In my previous post, I gave an overview of Online Reputation Management (ORM) and the importance of adapting ORM in your business. Continuing on the topic of Online Reputation Management, here are some free tools that you can use to monitor your online reputation.

With the large number of tools available, you will need to do some research to determine which services fulfill your needs, or you can  retain the services of a professional organization to provide ORM services. Usually a mix of a few of these free services will cover your bases, but you will need time to do the manual work necessary for the tools that are not automated.

Link Monitoring

Other than using a simple Link:<your domain name> query on Google, Yahoo or Bing to see who links to your site you can use:

  1. WhoLinksToMe – A link search tool that tracks backlinks and makes them easily sortable by anchor text, origination, and by the target URL with enhanced reporting capability. You can also import links from Google Webmaster Tools for enhanced analysis.
  2. BackTweets – This is an engine to search for specific Twitter links. The service is provided by BackType

Twitter Monitoring

Use these tools to watch for any Twitter activity that mentions your name or your company name:

  1. Twitter Search – Twitter Search was formally Summize. It searches all Twitter activity for keywords, links or user activity in real time.
  2. TweetBeep – This tool provides hourly Twitter alerts sent via e-mail. You can specify keywords, people and links to track.
  3. Tweet Later – TweetLater has a number of features for Twitter users, and it also monitors Twitter and e-mails you a digest of the tweets that contain your specified keywords. You can also use this to track your @replies.
  4. Monitter – A real-time Twitter monitor for up to three keywords at a time.

Blog Monitoring

These tools are useful for monitoring blogs for any posts and comments that contain your company name:

  1. Google Blog Search – This is a Google beta search engine for blogs.
  2. Technorati – Technorati is the leading blog search engine indexing millions of blog posts in real time.

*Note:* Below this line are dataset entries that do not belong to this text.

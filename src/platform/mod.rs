//! Platform abstraction layer
//!
//! Everything the toy needs from its host, passed in explicitly:
//! - Drawing surface
//! - Periodic timer (physics tick)
//! - Audio input (microphone buffers)
//! - Frame scheduling (redraw opportunities)
//! - User notification
//!
//! The browser implementations live in `crate::web` and `crate::audio`;
//! `headless` provides in-memory versions for the native binary and tests.

pub mod headless;

use crate::error::GameError;

/// An opaque RGB fill color
#[derive(Debug, Clone, Copy, PartialEq, Eq)]
pub struct Color {
    pub r: u8,
    pub g: u8,
    pub b: u8,
}

impl Color {
    pub const BLACK: Color = Color::rgb(0x00, 0x00, 0x00);

    pub const fn rgb(r: u8, g: u8, b: u8) -> Self {
        Self { r, g, b }
    }

    /// Same value on every channel
    pub const fn gray(v: u8) -> Self {
        Self::rgb(v, v, v)
    }

    /// CSS hex notation, e.g. `#A0A0A0`
    pub fn to_css(&self) -> String {
        format!("#{:02X}{:02X}{:02X}", self.r, self.g, self.b)
    }
}

/// Immediate-mode 2D drawing commands
pub trait Surface {
    /// Drawable size (width, height)
    fn size(&self) -> (f32, f32);
    fn begin_path(&mut self);
    fn set_fill_color(&mut self, color: Color);
    fn fill_rect(&mut self, x: f32, y: f32, width: f32, height: f32);
    /// Add a full circle to the current path and fill it
    fn fill_circle(&mut self, cx: f32, cy: f32, radius: f32);
    fn close_path(&mut self);
    fn clear_rect(&mut self, x: f32, y: f32, width: f32, height: f32);

    /// Clear the whole drawable area
    fn clear(&mut self) {
        let (width, height) = self.size();
        self.clear_rect(0.0, 0.0, width, height);
    }
}

/// Handle to something that keeps calling back until cancelled
pub trait Subscription {
    /// Stop delivering callbacks. Calling twice is harmless.
    fn cancel(&mut self);
}

/// Repeating timer
pub trait Timer {
    /// Invoke `callback` every `period_ms` milliseconds until cancelled
    fn every(
        &mut self,
        period_ms: u32,
        callback: Box<dyn FnMut()>,
    ) -> Result<Box<dyn Subscription>, GameError>;
}

/// Microphone-like sample source
pub trait AudioInput {
    /// Request access and start delivering buffers of `buffer_size` samples in [-1, 1].
    ///
    /// Access may be granted asynchronously; a refusal arrives through `on_error`
    /// rather than the return value.
    fn open(
        &mut self,
        buffer_size: u32,
        on_buffer: Box<dyn FnMut(&[f32])>,
        on_error: Box<dyn FnOnce(GameError)>,
    ) -> Result<Box<dyn Subscription>, GameError>;
}

/// One-shot redraw scheduling
pub trait FrameScheduler {
    /// Run `callback` once at the next redraw opportunity
    fn request_frame(
        &mut self,
        callback: Box<dyn FnOnce()>,
    ) -> Result<Box<dyn Subscription>, GameError>;
}

/// User-facing messages
pub trait Notifier {
    fn notify(&mut self, message: &str);
}

#[cfg(test)]
mod tests {
    use super::*;

    #[test]
    fn test_color_css() {
        assert_eq!(Color::BLACK.to_css(), "#000000");
        assert_eq!(Color::gray(0xA0).to_css(), "#A0A0A0");
        assert_eq!(Color::rgb(1, 0xab, 255).to_css(), "#01ABFF");
    }
}
//! Initial placement derived from the surface size

use super::state::{Ground, Role};
use crate::settings::Settings;

/// Build the ground and the ball for a surface of `width` x `height`.
///
/// The ground spans the full width below `ground_ratio * height`; the ball
/// starts resting on it at the left edge.
pub fn initial_layout(width: f32, height: f32, settings: &Settings) -> (Ground, Role) {
    let ground_top = settings.ground_ratio * height;
    let ground = Ground::new(0.0, ground_top, width, height - ground_top);

    let radius = settings.role_ratio * height;
    let role = Role::new(radius, radius, ground_top - radius).with_gravity(settings.gravity);

    (ground, role)
}

#[cfg(test)]
mod tests {
    use super::*;
    use crate::sim::state::Motion;

    #[test]
    fn test_default_layout() {
        let (ground, role) = initial_layout(400.0, 200.0, &Settings::default());

        assert_eq!(ground.top(), 160.0);
        assert_eq!(ground.pos.x, 0.0);
        assert_eq!(ground.size.x, 400.0);
        assert!((ground.size.y - 40.0).abs() < 1e-4);

        assert!((role.radius - 10.0).abs() < 1e-4);
        assert_eq!(role.pos.x, role.radius);
        assert_eq!(role.bottom(), 160.0);
        assert_eq!(role.motion(ground.top()), Motion::Resting);
        assert_eq!(role.gravity, 9.8);
    }

    #[test]
    fn test_layout_follows_settings() {
        let settings = Settings {
            ground_ratio: 0.5,
            role_ratio: 0.1,
            gravity: 20.0,
            ..Default::default()
        };
        let (ground, role) = initial_layout(100.0, 100.0, &settings);
        assert_eq!(ground.top(), 50.0);
        assert_eq!(role.radius, 10.0);
        assert_eq!(role.pos.y, 40.0);
        assert_eq!(role.gravity, 20.0);
    }
}
//! Toy settings and tunables
//!
//! Persisted in LocalStorage, overridable from JS with a JSON object.

use serde::{Deserialize, Serialize};

use crate::consts::*;
use crate::error::GameError;

/// Tunables for physics, layout and audio response
#[derive(Debug, Clone, PartialEq, Serialize, Deserialize)]
#[serde(default)]
pub struct Settings {
    // === Physics ===
    /// Physics tick period in milliseconds
    pub tick_ms: u32,
    /// Downward acceleration applied to the ball
    pub gravity: f32,

    // === Layout ===
    /// Ground top as a fraction of surface height
    pub ground_ratio: f32,
    /// Ball radius as a fraction of surface height
    pub role_ratio: f32,

    // === Audio ===
    /// Request the microphone at startup
    pub audio_enabled: bool,
    /// Samples per delivered buffer (power of two, 256..=16384)
    pub buffer_size: u32,
    /// Peak magnitude that starts pushing the ball sideways
    pub nudge_threshold: f32,
    /// Peak magnitude that makes the ball jump instead
    pub jump_threshold: f32,
    /// Jump height multiplier
    pub jump_gain: f32,
    /// Keep audio moves above the ground (off: the next tick sorts it out)
    pub clamp_audio_moves: bool,
}

impl Default for Settings {
    fn default() -> Self {
        Self {
            tick_ms: TICK_MS,
            gravity: GRAVITY,

            ground_ratio: GROUND_RATIO,
            role_ratio: ROLE_RATIO,

            audio_enabled: true,
            buffer_size: AUDIO_BUFFER_SIZE,
            nudge_threshold: NUDGE_THRESHOLD,
            jump_threshold: JUMP_THRESHOLD,
            jump_gain: JUMP_GAIN,
            clamp_audio_moves: false,
        }
    }
}

impl Settings {
    /// LocalStorage key (used only in wasm32)
    #[allow(dead_code)]
    const STORAGE_KEY: &'static str = "shout_ball_settings";

    /// Parse settings from JSON; missing fields take their defaults
    pub fn from_json(json: &str) -> Result<Self, GameError> {
        let settings: Settings =
            serde_json::from_str(json).map_err(|e| GameError::InvalidSettings(e.to_string()))?;
        settings.validate()?;
        Ok(settings)
    }

    /// Serialize to JSON
    pub fn to_json(&self) -> Result<String, GameError> {
        serde_json::to_string(self).map_err(|e| GameError::InvalidSettings(e.to_string()))
    }

    /// Reject values the layout, physics or Web Audio cannot work with
    pub fn validate(&self) -> Result<(), GameError> {
        let invalid = |reason: String| Err(GameError::InvalidSettings(reason));

        if self.tick_ms == 0 {
            return invalid("tick_ms must be positive".into());
        }
        if !self.gravity.is_finite() {
            return invalid(format!("gravity must be finite, got {}", self.gravity));
        }
        if !(self.ground_ratio > 0.0 && self.ground_ratio < 1.0) {
            return invalid(format!("ground_ratio {} outside (0, 1)", self.ground_ratio));
        }
        if !(self.role_ratio > 0.0 && self.role_ratio < self.ground_ratio) {
            return invalid(format!(
                "role_ratio {} outside (0, ground_ratio)",
                self.role_ratio
            ));
        }
        // ScriptProcessorNode only accepts these sizes
        if !self.buffer_size.is_power_of_two() || !(256..=16384).contains(&self.buffer_size) {
            return invalid(format!(
                "buffer_size {} must be a power of two in 256..=16384",
                self.buffer_size
            ));
        }
        if !(self.nudge_threshold >= 0.0 && self.nudge_threshold < self.jump_threshold) {
            return invalid(format!(
                "thresholds must satisfy 0 <= nudge ({}) < jump ({})",
                self.nudge_threshold, self.jump_threshold
            ));
        }
        if !(self.jump_gain.is_finite() && self.jump_gain >= 0.0) {
            return invalid(format!("jump_gain {} must be >= 0", self.jump_gain));
        }
        Ok(())
    }

    /// Load settings from LocalStorage (WASM only)
    #[cfg(target_arch = "wasm32")]
    pub fn load() -> Self {
        let storage = web_sys::window()
            .and_then(|w| w.local_storage().ok())
            .flatten();

        if let Some(storage) = storage {
            if let Ok(Some(json)) = storage.get_item(Self::STORAGE_KEY) {
                match Self::from_json(&json) {
                    Ok(settings) => {
                        log::info!("Loaded settings from LocalStorage");
                        return settings;
                    }
                    Err(e) => log::warn!("Ignoring stored settings: {e}"),
                }
            }
        }

        log::info!("Using default settings");
        Self::default()
    }

    /// Save settings to LocalStorage (WASM only)
    #[cfg(target_arch = "wasm32")]
    pub fn save(&self) {
        let storage = web_sys::window()
            .and_then(|w| w.local_storage().ok())
            .flatten();

        if let Some(storage) = storage {
            if let Ok(json) = self.to_json() {
                let _ = storage.set_item(Self::STORAGE_KEY, &json);
                log::info!("Settings saved");
            }
        }
    }

    /// Native stubs
    #[cfg(not(target_arch = "wasm32"))]
    pub fn load() -> Self {
        Self::default()
    }

    #[cfg(not(target_arch = "wasm32"))]
    pub fn save(&self) {
        // No-op for native
    }
}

It also tracks the authority, influence and popularity of blogs.
  3. BlogPulse – BlogPulse is a blog search engine with several complementary tools such as Trend Search and Conversion Tracker that analyzes the data it collects.
  4. BackType Blog Comments Monitoring – This tool indexes conversations from blogs, social networks and other social media. It also has an alert function that e-mails updates whenever a search term is mentioned in a comment.

Other Tools

Here’s a collection of other tools to monitor your reputation in forums, news, discussion boards, etc.

  1. Naymz – A social network focused on reputation, personal branding, and identity verification. Basic version is free.
  2. BoardTracker – This tool searches discussion boards and forum threads for your specified keywords. You can also sign up for e-mail alerts.
  3. MonitorThis – MonitorThis is a search aggregator for up to 26 search engine feeds.
  4. Google Alerts – Your keyword search results are sent via e-mail for keyword mentions in news, web, blogs, video and groups categories.
  5. Purewire Trust – An online portal that helps people verify reputation information about themselves and those with whom they interact online. You can search by e-mail address, URL or web application.
  6. Yasni – This is a search engine dedicated to finding people on the web through publicly available information, including images, videos, social networking profiles and posts.

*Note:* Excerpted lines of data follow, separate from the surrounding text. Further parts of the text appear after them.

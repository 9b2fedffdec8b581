//! In-memory collaborators
//!
//! Drive the toy without a browser: commands are recorded instead of drawn,
//! and time, audio and frames advance only when told to. Every type is a
//! cheap clonable handle so the caller can keep one copy for inspection
//! while the runtime owns another.

use std::cell::{Cell, RefCell};
use std::rc::Rc;

use super::{AudioInput, Color, FrameScheduler, Notifier, Subscription, Surface, Timer};
use crate::error::GameError;

/// A recorded drawing command
#[derive(Debug, Clone, PartialEq)]
pub enum DrawCommand {
    BeginPath,
    SetFill(Color),
    FillRect { x: f32, y: f32, width: f32, height: f32 },
    FillCircle { cx: f32, cy: f32, radius: f32 },
    ClosePath,
    ClearRect { x: f32, y: f32, width: f32, height: f32 },
}

/// Surface that records commands instead of drawing
#[derive(Debug, Clone)]
pub struct RecordingSurface {
    width: f32,
    height: f32,
    commands: Rc<RefCell<Vec<DrawCommand>>>,
}

impl RecordingSurface {
    pub fn new(width: f32, height: f32) -> Self {
        Self {
            width,
            height,
            commands: Rc::new(RefCell::new(Vec::new())),
        }
    }

    /// Snapshot of everything recorded so far
    pub fn commands(&self) -> Vec<DrawCommand> {
        self.commands.borrow().clone()
    }

    /// Drain the recorded commands
    pub fn take(&self) -> Vec<DrawCommand> {
        std::mem::take(&mut *self.commands.borrow_mut())
    }

    fn push(&self, command: DrawCommand) {
        self.commands.borrow_mut().push(command);
    }
}

impl Surface for RecordingSurface {
    fn size(&self) -> (f32, f32) {
        (self.width, self.height)
    }

    fn begin_path(&mut self) {
        self.push(DrawCommand::BeginPath);
    }

    fn set_fill_color(&mut self, color: Color) {
        self.push(DrawCommand::SetFill(color));
    }

    fn fill_rect(&mut self, x: f32, y: f32, width: f32, height: f32) {
        self.push(DrawCommand::FillRect { x, y, width, height });
    }

    fn fill_circle(&mut self, cx: f32, cy: f32, radius: f32) {
        self.push(DrawCommand::FillCircle { cx, cy, radius });
    }

    fn close_path(&mut self) {
        self.push(DrawCommand::ClosePath);
    }

    fn clear_rect(&mut self, x: f32, y: f32, width: f32, height: f32) {
        self.push(DrawCommand::ClearRect { x, y, width, height });
    }
}

/// Subscription backed by a shared "still active" flag
#[derive(Debug, Clone)]
pub struct FlagSubscription {
    active: Rc<Cell<bool>>,
}

impl FlagSubscription {
    fn new() -> Self {
        Self {
            active: Rc::new(Cell::new(true)),
        }
    }

    pub fn is_active(&self) -> bool {
        self.active.get()
    }
}

impl Subscription for FlagSubscription {
    fn cancel(&mut self) {
        self.active.set(false);
    }
}

struct TimerEntry {
    period_ms: u32,
    elapsed_ms: u32,
    callback: Box<dyn FnMut()>,
    active: FlagSubscription,
}

/// Timer that only fires when time is advanced by hand
#[derive(Clone, Default)]
pub struct ManualTimer {
    entries: Rc<RefCell<Vec<TimerEntry>>>,
}

impl ManualTimer {
    pub fn new() -> Self {
        Self::default()
    }

    /// Number of subscriptions that have not been cancelled
    pub fn active_count(&self) -> usize {
        self.entries
            .borrow()
            .iter()
            .filter(|e| e.active.is_active())
            .count()
    }

    /// Advance the clock, firing each callback once per elapsed period.
    /// Returns how many callbacks ran.
    pub fn advance(&self, ms: u32) -> usize {
        // Callbacks run outside the borrow so they may touch the timer again
        let mut entries = std::mem::take(&mut *self.entries.borrow_mut());
        let mut fired = 0;

        for entry in entries.iter_mut() {
            entry.elapsed_ms += ms;
            while entry.active.is_active() && entry.elapsed_ms >= entry.period_ms {
                entry.elapsed_ms -= entry.period_ms;
                (entry.callback)();
                fired += 1;
            }
        }

        entries.retain(|e| e.active.is_active());
        let mut slot = self.entries.borrow_mut();
        entries.append(&mut *slot);
        *slot = entries;
        fired
    }
}

impl Timer for ManualTimer {
    fn every(
        &mut self,
        period_ms: u32,
        callback: Box<dyn FnMut()>,
    ) -> Result<Box<dyn Subscription>, GameError> {
        if period_ms == 0 {
            return Err(GameError::Scheduling("timer period must be positive".into()));
        }
        let active = FlagSubscription::new();
        self.entries.borrow_mut().push(TimerEntry {
            period_ms,
            elapsed_ms: 0,
            callback,
            active: active.clone(),
        });
        Ok(Box::new(active))
    }
}

#[derive(Default)]
struct AudioSlot {
    buffer_size: u32,
    on_buffer: Option<Box<dyn FnMut(&[f32])>>,
    on_error: Option<Box<dyn FnOnce(GameError)>>,
    active: Option<FlagSubscription>,
}

/// Audio input fed from test code
#[derive(Clone, Default)]
pub struct ScriptedAudio {
    slot: Rc<RefCell<AudioSlot>>,
}

impl ScriptedAudio {
    pub fn new() -> Self {
        Self::default()
    }

    /// Whether the input is open and not cancelled
    pub fn is_open(&self) -> bool {
        self.slot
            .borrow()
            .active
            .as_ref()
            .is_some_and(|a| a.is_active())
    }

    /// Buffer size requested by the consumer
    pub fn buffer_size(&self) -> u32 {
        self.slot.borrow().buffer_size
    }

    /// Deliver one buffer. Returns false if nobody is listening.
    pub fn deliver(&self, samples: &[f32]) -> bool {
        if !self.is_open() {
            return false;
        }
        let Some(mut on_buffer) = self.slot.borrow_mut().on_buffer.take() else {
            return false;
        };
        on_buffer(samples);
        self.slot.borrow_mut().on_buffer = Some(on_buffer);
        true
    }

    /// Report an acquisition failure. Returns false if already failed or closed.
    pub fn fail(&self, error: GameError) -> bool {
        if !self.is_open() {
            return false;
        }
        let on_error = {
            let mut slot = self.slot.borrow_mut();
            slot.on_buffer = None;
            if let Some(active) = slot.active.as_mut() {
                active.cancel();
            }
            slot.on_error.take()
        };
        match on_error {
            Some(on_error) => {
                on_error(error);
                true
            }
            None => false,
        }
    }
}

impl AudioInput for ScriptedAudio {
    fn open(
        &mut self,
        buffer_size: u32,
        on_buffer: Box<dyn FnMut(&[f32])>,
        on_error: Box<dyn FnOnce(GameError)>,
    ) -> Result<Box<dyn Subscription>, GameError> {
        let active = FlagSubscription::new();
        *self.slot.borrow_mut() = AudioSlot {
            buffer_size,
            on_buffer: Some(on_buffer),
            on_error: Some(on_error),
            active: Some(active.clone()),
        };
        Ok(Box::new(active))
    }
}

/// Frame scheduler whose frames are presented by hand
#[derive(Clone, Default)]
pub struct ManualFrames {
    pending: Rc<RefCell<Vec<(FlagSubscription, Box<dyn FnOnce()>)>>>,
    requested: Rc<Cell<usize>>,
}

impl ManualFrames {
    pub fn new() -> Self {
        Self::default()
    }

    /// Frames requested over the lifetime of this scheduler
    pub fn requested(&self) -> usize {
        self.requested.get()
    }

    /// Frames waiting to be presented
    pub fn pending(&self) -> usize {
        self.pending
            .borrow()
            .iter()
            .filter(|(active, _)| active.is_active())
            .count()
    }

    /// Run every pending frame callback. Returns how many ran.
    pub fn present(&self) -> usize {
        let pending = std::mem::take(&mut *self.pending.borrow_mut());
        let mut ran = 0;
        for (active, callback) in pending {
            if active.is_active() {
                callback();
                ran += 1;
            }
        }
        ran
    }
}

impl FrameScheduler for ManualFrames {
    fn request_frame(
        &mut self,
        callback: Box<dyn FnOnce()>,
    ) -> Result<Box<dyn Subscription>, GameError> {
        let active = FlagSubscription::new();
        self.pending.borrow_mut().push((active.clone(), callback));
        self.requested.set(self.requested.get() + 1);
        Ok(Box::new(active))
    }
}

/// Notifier that logs and remembers messages
#[derive(Debug, Clone, Default)]
pub struct LogNotifier {
    messages: Rc<RefCell<Vec<String>>>,
}

impl LogNotifier {
    pub fn new() -> Self {
        Self::default()
    }

    pub fn messages(&self) -> Vec<String> {
        self.messages.borrow().clone()
    }
}

impl Notifier for LogNotifier {
    fn notify(&mut self, message: &str) {
        log::warn!("{message}");
        self.messages.borrow_mut().push(message.to_string());
    }
}

#[cfg(test)]
mod tests {
    use super::*;

    #[test]
    fn test_manual_timer_fires_per_period() {
        let mut timer = ManualTimer::new();
        let count = Rc::new(Cell::new(0));
        let c = count.clone();
        let _sub = timer
            .every(100, Box::new(move || c.set(c.get() + 1)))
            .unwrap();

        assert_eq!(timer.advance(99), 0);
        assert_eq!(timer.advance(1), 1);
        assert_eq!(timer.advance(250), 2);
        assert_eq!(count.get(), 3);
    }

    #[test]
    fn test_manual_timer_cancel() {
        let mut timer = ManualTimer::new();
        let mut sub = timer.every(10, Box::new(|| {})).unwrap();
        assert_eq!(timer.active_count(), 1);
        sub.cancel();
        assert_eq!(timer.advance(100), 0);
        assert_eq!(timer.active_count(), 0);
    }

    #[test]
    fn test_manual_timer_rejects_zero_period() {
        let mut timer = ManualTimer::new();
        assert!(timer.every(0, Box::new(|| {})).is_err());
    }

    #[test]
    fn test_scripted_audio_delivers_until_failure() {
        let mut audio = ScriptedAudio::new();
        assert!(!audio.deliver(&[0.5]));

        let seen = Rc::new(RefCell::new(Vec::new()));
        let errors = Rc::new(Cell::new(0));
        let s = seen.clone();
        let e = errors.clone();
        let _sub = audio
            .open(
                256,
                Box::new(move |buf| s.borrow_mut().extend_from_slice(buf)),
                Box::new(move |_| e.set(e.get() + 1)),
            )
            .unwrap();

        assert_eq!(audio.buffer_size(), 256);
        assert!(audio.deliver(&[0.1, -0.2]));
        assert!(audio.fail(GameError::AudioUnavailable("denied".into())));
        assert!(!audio.fail(GameError::AudioUnavailable("again".into())));
        assert!(!audio.deliver(&[0.3]));

        assert_eq!(*seen.borrow(), vec![0.1, -0.2]);
        assert_eq!(errors.get(), 1);
    }

    #[test]
    fn test_manual_frames_skip_cancelled() {
        let mut frames = ManualFrames::new();
        let ran = Rc::new(Cell::new(0));
        let r1 = ran.clone();
        let r2 = ran.clone();
        let mut first = frames
            .request_frame(Box::new(move || r1.set(r1.get() + 1)))
            .unwrap();
        let _second = frames
            .request_frame(Box::new(move || r2.set(r2.get() + 10)))
            .unwrap();
        first.cancel();

        assert_eq!(frames.requested(), 2);
        assert_eq!(frames.pending(), 1);
        assert_eq!(frames.present(), 1);
        assert_eq!(ran.get(), 10);
        assert_eq!(frames.pending(), 0);
    }

    #[test]
    fn test_recording_surface_clear_covers_size() {
        let mut surface = RecordingSurface::new(320.0, 240.0);
        surface.clear();
        assert_eq!(
            surface.take(),
            vec![DrawCommand::ClearRect {
                x: 0.0,
                y: 0.0,
                width: 320.0,
                height: 240.0
            }]
        );
        assert!(surface.commands().is_empty());
    }
}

I hope you’ll find these tools useful. Please post any comments regarding these or any other tools that you found useful in your ORM experience.

4 Responses to “Online Reputation Management: Free Tools to Monitor Your Reputation”

  1. Dr Harold O'Brien says:

    No experience yet, though looks promising. Meanwhile, how do I overcome the response offers repeated with such speed as to not leave enough time to answer the “allow/disallow” requested instruction — so that, whilst respondent is feeding in the “not allow” instruction, system is already asking it again!!

  2. admin says:

    Dr. O’Brien- Let us know which tools you try and how they work out for you. Additionally, if by response offers you are referring to pop-up ads, you may want to try a program such as AdBlock or an updated browser such as Firefox or Chrome.

  3. I would like to thank you for the important info presented here !

    It is important that whoever is interested in search engine reputation management will read it .

    Sincerely ,

    Timothy Weissbrot

  4. Nicky says:

    With the growth of Social media, reputation management will become more important. Social media starts to join the SEO game. SEO + Social media = BO. Brand optimalisation will become a new part for SEO. Google is looking already at the amount of fans, and followers. Your domain name is your most important brand online. Right now there are alot of different brand ranking indicators:
    - Facebook: Edge Rank
    - Google: PageRank
    - Twitter: Twitterrank
    - Google Plus: Author rank
    - Linkedin: Group influence indicator
    - Pinterest: ????

    I wonder how this will continue in the future. Great article!